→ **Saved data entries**
☆ ☆ ☆ ☆ ☆

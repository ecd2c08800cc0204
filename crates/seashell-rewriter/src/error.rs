use thiserror::Error as ThisError;

/// Error codes prefixed by phase: L = lexer, P = parser.
///
/// The codes matter beyond diagnostics: the recoverable-error classifier
/// keys off L002/L003/L004 and P003 to decide whether a failure just means
/// "ran out of input".
#[derive(Debug, Clone, Copy, PartialEq, Eq)]
pub enum ErrorCode {
    // Lexer
    L001, // unexpected character
    L002, // unterminated string literal
    L003, // unterminated template literal
    L004, // unterminated block comment

    // Parser
    P001, // unexpected token
    P002, // missing expected token
    P003, // unexpected end of input
}

impl ErrorCode {
    pub fn as_str(&self) -> &'static str {
        match self {
            Self::L001 => "L001",
            Self::L002 => "L002",
            Self::L003 => "L003",
            Self::L004 => "L004",
            Self::P001 => "P001",
            Self::P002 => "P002",
            Self::P003 => "P003",
        }
    }
}

impl std::fmt::Display for ErrorCode {
    fn fmt(&self, f: &mut std::fmt::Formatter<'_>) -> std::fmt::Result {
        f.write_str(self.as_str())
    }
}

/// A parse failure. Surfaced verbatim to the caller; the rewriter itself
/// never recovers from one.
#[derive(Debug, Clone, ThisError)]
#[error("[{code}] {line}:{column} — {message}")]
pub struct Error {
    pub code: ErrorCode,
    pub line: usize,
    pub column: usize,
    pub message: String,
}

impl Error {
    pub fn new(code: ErrorCode, line: usize, column: usize, message: impl Into<String>) -> Self {
        Self { code, line, column, message: message.into() }
    }
}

☆ ☆ ☆ ☆ ☆

→ **What is expected**
Scan the entries above. Copy each line that has the string "ErrorCode".

→ **Your solution**
pub enum ErrorCode {
impl ErrorCode {
impl std::fmt::Display for ErrorCode {
    pub code: ErrorCode,
    pub fn new(code: ErrorCode, line: usize, column: usize, message: impl Into<String>) -> Self {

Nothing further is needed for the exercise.